Il “tempo tuta”: l’ennesima pronuncia della Cassazione

Per l’ennesima volta la Suprema Corte di Cassazione è stata chiamata a pronunciarsi sull’esistenza o meno di un obbligo per il datore di lavoro di retribuire il tempo impiegato dal lavoratore per indossare la divisa lavorativa (camice, pantaloni, scarpe eccetera), ovvero il c.d. “tempo tuta”.
Nel nostro ordinamento, per orario di lavoro si intende qualsiasi periodo in cui il lavoratore sia al lavoro, a disposizione del datore di lavoro e nell’esercizio della sua attività o delle sue funzioni.
La questione che negli anni si è posta è stata, innanzitutto, quella di individuare le condizioni affinché il periodo occorrente al lavoratore per indossare la divisa aziendale potesse rientrare nel concetto di orario di lavoro e quindi, come tale, retribuito. Per molte categorie, il problema è stato risolto in sede sindacale laddove nei Contratti Collettivi sono state disciplinate le modalità di svolgimento dell’operazione di vestizione. In questi casi, pertanto, se le norme contrattuali applicate in azienda attribuiscono al datore di lavoro un potere direttivo tale che gli consenta di determinare il tempo ed il luogo dove indossare la divisa aziendale senza che residui alcun margine di autonomia decisionale per il prestatore di lavoro, il “tempo tuta” rientra nell’orario di lavoro e come tale va retribuito.
Il problema si è posto per i casi in cui l’esigenza di indossare divise di lavoro non sia disciplinata contrattualmente.
In questi casi, l’indirizzo giurisprudenziale che negli anni si è consolidato è stato quello di escludere l’obbligo di retribuire il “tempo tuta” laddove gli indumenti di lavoro siano del tutto neutri dal punto di vista formale, per cui non vi è alcun disagio nell’indossarli altrove e nei tragitti necessari per recarsi al lavoro, né si tratta di divise dotate di particolari protezioni tecniche per le quali vi è un obbligo di legge di indossarle solo sul luogo di lavoro.

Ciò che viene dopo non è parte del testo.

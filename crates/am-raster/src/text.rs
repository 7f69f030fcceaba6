use ab_glyph::{Font, FontVec, PxScale, ScaleFont, point};
use am_core::frame::FrameBuffer;

/// Total padding added around the measured text box (half on each side).
pub const PADDING: u32 = 40;

/// Left/top inset of the text within the padded surface.
pub const INSET: f32 = 20.0;

/// Surface pixel dimensions for a measured text box: padding added, then
/// rounded up to even numbers. Even dimensions avoid half-pixel sampling
/// artifacts downstream.
///
/// # Example
/// ```
/// use am_raster::text::surface_dims;
/// let (w, h) = surface_dims(101.3, 57.0);
/// assert_eq!((w, h), (142, 98));
/// assert_eq!(w % 2, 0);
/// assert_eq!(h % 2, 0);
/// ```
#[must_use]
pub fn surface_dims(text_width: f32, text_height: f32) -> (u32, u32) {
    let w = (text_width.max(0.0).ceil() as u32) + PADDING;
    let h = (text_height.max(0.0).ceil() as u32) + PADDING;
    (w.div_ceil(2) * 2, h.div_ceil(2) * 2)
}

/// The off-screen raster a `TextRaster` paints into, together with the
/// inputs that produced it. Recreated (not mutated) whenever its
/// dimensions change; repainted in place every frame.
pub struct RasterSurface {
    /// RGBA pixel buffer.
    pub pixels: FrameBuffer,
    /// Source string.
    pub text: String,
    /// Font size in pixels.
    pub font_size: f32,
    /// Fill color.
    pub color: (u8, u8, u8),
}

/// Renders a string to an off-screen RGBA raster.
///
/// Sizing is recomputed by `configure`; `paint` clears to transparency and
/// draws the text once, left-aligned, baseline offset by the font ascent.
/// Callers re-fetch texture data after each `paint`.
pub struct TextRaster {
    font: FontVec,
    surface: RasterSurface,
    ascent: f32,
}

impl TextRaster {
    /// Create an unconfigured raster. Call `configure` before `paint`.
    #[must_use]
    pub fn new(font: FontVec) -> Self {
        Self {
            font,
            surface: RasterSurface {
                pixels: FrameBuffer::new(2, 2),
                text: String::new(),
                font_size: 0.0,
                color: (255, 255, 255),
            },
            ascent: 0.0,
        }
    }

    /// Measure `text` and size the backing surface to its bounding box
    /// plus fixed padding, rounded up to even dimensions.
    ///
    /// Deterministic for a given font: same inputs, same surface. The
    /// pixel buffer is recreated only when the dimensions actually change.
    pub fn configure(&mut self, text: &str, font_size: f32, color: (u8, u8, u8)) {
        let scale = PxScale::from(font_size);
        let scaled = self.font.as_scaled(scale);
        let ascent = scaled.ascent();
        // ab_glyph descent is negative going down.
        let text_height = ascent - scaled.descent();
        let text_width = measure_width(&self.font, scale, text);

        let (w, h) = surface_dims(text_width, text_height);
        if w != self.surface.pixels.width || h != self.surface.pixels.height {
            self.surface.pixels = FrameBuffer::new(w, h);
        }
        self.surface.text = text.to_string();
        self.surface.font_size = font_size;
        self.surface.color = color;
        self.ascent = ascent;
    }

    /// Clear the surface to full transparency and draw the text once.
    ///
    /// Left-aligned at the inset, baseline adjusted by the font ascent.
    /// Mutates the backing raster in place.
    pub fn paint(&mut self) {
        self.surface.pixels.clear();

        let scale = PxScale::from(self.surface.font_size);
        let scaled = self.font.as_scaled(scale);
        let (cr, cg, cb) = self.surface.color;
        let baseline = INSET + self.ascent;

        let mut pen_x = INSET;
        let mut prev_glyph = None;
        // Split borrows: the draw closure writes pixels while the font is read.
        let pixels = &mut self.surface.pixels;
        for ch in self.surface.text.chars() {
            let id = self.font.glyph_id(ch);
            if let Some(prev) = prev_glyph {
                pen_x += scaled.kern(prev, id);
            }
            let glyph = id.with_scale_and_position(scale, point(pen_x, baseline));
            if let Some(outline) = self.font.outline_glyph(glyph) {
                let bounds = outline.px_bounds();
                outline.draw(|gx, gy, v| {
                    let px = gx as i64 + bounds.min.x as i64;
                    let py = gy as i64 + bounds.min.y as i64;
                    if px < 0 || py < 0 {
                        return;
                    }
                    let (px, py) = (px as u32, py as u32);
                    let alpha = (v * 255.0).round() as u8;
                    // Max-blend so overlapping outlines never darken.
                    let (_, _, _, prev_a) = pixels.pixel(px, py);
                    if alpha > prev_a {
                        pixels.set_pixel(px, py, (cr, cg, cb, alpha));
                    }
                });
            }
            pen_x += scaled.h_advance(id);
            prev_glyph = Some(id);
        }
    }

    /// The painted surface. Texture data must be re-fetched after each
    /// `paint`.
    #[must_use]
    pub fn surface(&self) -> &RasterSurface {
        &self.surface
    }

    /// Surface width in pixels.
    #[must_use]
    pub fn width(&self) -> u32 {
        self.surface.pixels.width
    }

    /// Surface height in pixels.
    #[must_use]
    pub fn height(&self) -> u32 {
        self.surface.pixels.height
    }

    /// Width / height of the current surface.
    #[must_use]
    pub fn aspect(&self) -> f32 {
        self.surface.pixels.width as f32 / self.surface.pixels.height.max(1) as f32
    }
}

fn measure_width(font: &FontVec, scale: PxScale, text: &str) -> f32 {
    let scaled = font.as_scaled(scale);
    let mut width = 0.0;
    let mut prev = None;
    for ch in text.chars() {
        let id = font.glyph_id(ch);
        if let Some(p) = prev {
            width += scaled.kern(p, id);
        }
        width += scaled.h_advance(id);
        prev = Some(id);
    }
    width
}

#[cfg(test)]
mod tests {
    use super::*;
    use crate::font::resolve_font;

    #[test]
    fn dims_are_even_and_padded() {
        for w in [0.0, 1.0, 99.5, 100.0, 333.7] {
            for h in [1.0, 57.2, 240.0] {
                let (sw, sh) = surface_dims(w, h);
                assert_eq!(sw % 2, 0);
                assert_eq!(sh % 2, 0);
                assert!(sw >= w.ceil() as u32 + PADDING);
                assert!(sh >= h.ceil() as u32 + PADDING);
                // Even rounding adds at most one pixel.
                assert!(sw <= w.ceil() as u32 + PADDING + 1);
                assert!(sh <= h.ceil() as u32 + PADDING + 1);
            }
        }
    }

    #[test]
    fn configure_then_paint_produces_opaque_pixels() {
        // Needs a platform font; skip quietly on bare systems.
        let Ok(font) = resolve_font(None) else {
            return;
        };
        let mut raster = TextRaster::new(font);
        raster.configure("AB", 200.0, (253, 249, 243));
        assert_eq!(raster.width() % 2, 0);
        assert_eq!(raster.height() % 2, 0);
        assert!(raster.width() > PADDING);
        assert!(raster.height() > PADDING);

        raster.paint();
        let visible = raster
            .surface()
            .pixels
            .data
            .chunks_exact(4)
            .filter(|px| px[3] > 0)
            .count();
        assert!(visible > 100, "text did not rasterize ({visible} px)");
    }

    #[test]
    fn reconfigure_with_same_inputs_keeps_dimensions() {
        let Ok(font) = resolve_font(None) else {
            return;
        };
        let mut raster = TextRaster::new(font);
        raster.configure("hello", 120.0, (255, 255, 255));
        let dims = (raster.width(), raster.height());
        raster.configure("hello", 120.0, (255, 255, 255));
        assert_eq!((raster.width(), raster.height()), dims);
    }
}
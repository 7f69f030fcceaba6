use std::collections::VecDeque;
use std::time::Instant;

use am_ascii::AsciiCompositor;
use am_core::color::hue_rotate;
use ratatui::Frame;
use ratatui::buffer::Buffer;
use ratatui::layout::Rect;
use ratatui::style::{Color, Style};

use crate::orchestrator::Orchestrator;

/// Everything the draw pass reads, borrowed for one frame.
pub struct DrawContext<'a> {
    pub orchestrator: &'a Orchestrator,
    /// Seconds since the effect started, for the fade-in curve.
    pub elapsed: f32,
    pub fps: f64,
    pub paused: bool,
    /// Text-edit buffer when the editor is open.
    pub editing: Option<&'a str>,
}

/// Sliding-window FPS counter. Zero allocation after init.
pub struct FpsCounter {
    timestamps: VecDeque<Instant>,
    window: usize,
    fps: f64,
}

impl FpsCounter {
    #[must_use]
    pub fn new(window: usize) -> Self {
        Self {
            timestamps: VecDeque::with_capacity(window + 1),
            window,
            fps: 0.0,
        }
    }

    /// Call once per frame, after the draw.
    pub fn tick(&mut self) {
        let now = Instant::now();
        self.timestamps.push_back(now);
        if self.timestamps.len() > self.window {
            self.timestamps.pop_front();
        }
        if self.timestamps.len() >= 2 {
            let first = self.timestamps.front().copied().unwrap_or(now);
            let secs = now.duration_since(first).as_secs_f64();
            if secs > 0.0 {
                self.fps = (self.timestamps.len() - 1) as f64 / secs;
            }
        }
    }

    /// Average FPS over the window.
    #[must_use]
    pub fn fps(&self) -> f64 {
        self.fps
    }
}

/// Top-level draw: glyph overlay plus one status row at the bottom.
pub fn draw(frame: &mut Frame, ctx: &DrawContext) {
    let area = frame.area();
    if area.height == 0 {
        return;
    }
    let overlay_area = Rect {
        height: area.height.saturating_sub(1),
        ..area
    };
    let status_area = Rect {
        y: area.y + area.height - 1,
        height: 1,
        ..area
    };

    let buf = frame.buffer_mut();
    if let Some(compositor) = ctx.orchestrator.compositor() {
        render_overlay(buf, overlay_area, compositor, ctx.elapsed);
    }
    render_status(buf, status_area, ctx);
}

/// Write the glyph grid directly into the ratatui buffer.
///
/// No Canvas widget, direct cell writes. Each glyph takes its color from
/// the sampled frame pixel behind it, hue-rotated by the pointer angle and
/// scaled by the fade-in opacity.
pub fn render_overlay(buf: &mut Buffer, area: Rect, compositor: &AsciiCompositor, elapsed: f32) {
    let opacity = compositor.opacity(elapsed);
    if opacity <= 0.0 {
        return;
    }
    let hue = compositor.hue_degrees();
    let grid = compositor.grid();
    let sample = compositor.sample();

    for cy in 0..grid.height.min(area.height) {
        for cx in 0..grid.width.min(area.width) {
            let ch = grid.get(cx, cy);
            if ch == ' ' {
                continue;
            }
            if let Some(cell) = buf.cell_mut((area.x + cx, area.y + cy)) {
                let (r, g, b, _) = sample.pixel(u32::from(cx), u32::from(cy));
                let (r, g, b) = hue_rotate(r, g, b, hue);
                cell.set_char(ch).set_fg(Color::Rgb(
                    (f32::from(r) * opacity) as u8,
                    (f32::from(g) * opacity) as u8,
                    (f32::from(b) * opacity) as u8,
                ));
            }
        }
    }
}

fn render_status(buf: &mut Buffer, area: Rect, ctx: &DrawContext) {
    let line = if let Some(text) = ctx.editing {
        format!(" text: {text}\u{2588}  (Enter apply, Esc cancel)")
    } else {
        let config = ctx.orchestrator.config();
        let stage = ctx
            .orchestrator
            .compositor()
            .map_or("detached".to_string(), |c| format!("{:?}", c.stage()));
        let state = if ctx.paused { "paused" } else { "live" };
        format!(
            " asciimesh \u{2502} {} \u{2502} {stage} \u{2502} {:.0} fps \u{2502} {state} \u{2502} q quit  space pause  w waves  i invert  -/+ size  e text",
            config.text, ctx.fps,
        )
    };
    buf.set_stringn(
        area.x,
        area.y,
        line,
        area.width as usize,
        Style::default().fg(Color::DarkGray),
    );
}

#[cfg(test)]
mod tests {
    use super::*;

    #[test]
    fn fps_counter_reports_zero_before_two_ticks() {
        let mut counter = FpsCounter::new(60);
        assert!(counter.fps().abs() < f64::EPSILON);
        counter.tick();
        assert!(counter.fps().abs() < f64::EPSILON);
    }

    #[test]
    fn fps_counter_window_is_bounded() {
        let mut counter = FpsCounter::new(4);
        for _ in 0..20 {
            counter.tick();
        }
        assert!(counter.timestamps.len() <= 5);
        assert!(counter.fps() > 0.0);
    }

    #[test]
    fn invisible_compositor_leaves_buffer_untouched() {
        let compositor = AsciiCompositor::new(8.0, " .:#@", false);
        let area = Rect::new(0, 0, 10, 4);
        let mut buf = Buffer::empty(area);
        let before = buf.clone();
        render_overlay(&mut buf, area, &compositor, 5.0);
        assert_eq!(buf, before, "opacity 0 must not paint");
    }
}
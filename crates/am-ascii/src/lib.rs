/// Frame-to-glyph conversion with visibility gating.
///
/// Samples the scene's rendered pixels into a small cell grid, maps
/// luminance to ramp glyphs, and owns the warm-up / content-heuristic /
/// fade-in state machine plus the pointer-driven hue rotation.

pub mod compositor;
pub mod validity;

pub use compositor::AsciiCompositor;
pub use validity::{Stage, ValidityState};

Di conseguenza, se il tempo necessario per indossare la divisa consiste in un’attività meramente preparatoria rispetto all’attività lavorativa vera e propria e non anche indispensabile, trattandosi di una situazione gestita direttamente dal lavoratore, non può essere considerata tempo lavoro e quindi oggetto di retribuzione in quanto non vi è ancora la soggezione del lavoratore al potere gerarchico e direttivo del datore di lavoro.
Una volta stabiliti i casi in cui il “tempo tuta” deve essere retribuito ci si è posti un ulteriore problema ovvero se l’orario di lavoro effettivo dovesse decorrere dal momento in cui il lavoratore inizia l’attività di vestizione ovvero dal momento in cui inizia la propria attività lavorativa.
Secondo la giurisprudenza, deve essere considerato come orario straordinario qualora eccedente le 40 ore settimanali, e va pertanto retribuito, il tempo del lavoro impiegato dagli operai per indossare la tuta e/o i dispositivi di protezione individuale presso lo spogliatoio loro assegnato, unitamente a quello impiegato, a fine turno, per compiere le medesime operazioni, nonché il tempo necessario per recarsi dallo spogliatoio di competenza sino all’orologio marcatempo di reparto, ove si registra l’orario di ingresso ed uscita dal reparto di assegnazione, qualora sia ad essi imposto di presentarsi all’orologio marcatempo con divisa e dispositivi di protezione individuali, da lasciarsi, su ordine del datore di lavoro, in azienda, nonché qualora sia lo stesso datore di lavoro ad assegnare a ciascun dipendente un armadietto ove custodire detti beni all’interno dello spogliatoio (Tribunale di Genova sentenza 27.9.11 n. 1401).
A sostegno di tale tesi interpretativa è intervenuta da ultimo la Suprema Corte di Cassazione che, con sentenza n. 2837 del 7 febbraio 2014, ha confermato che al tempo impiegato dal lavoratore per indossare gli abiti da lavoro, estraneo a quello destinato alla prestazione lavorativa finale, il datore di lavoro deve corrispondere una retribuzione aggiuntiva esclusivamente laddove tale operazione sia diretta dal datore di lavoro, il quale ne disciplina il tempo ed il luogo di esecuzione, ovvero se si tratta di operazioni di carattere strettamente necessario ed obbligatorio per lo svolgimento dell’attività lavorativa.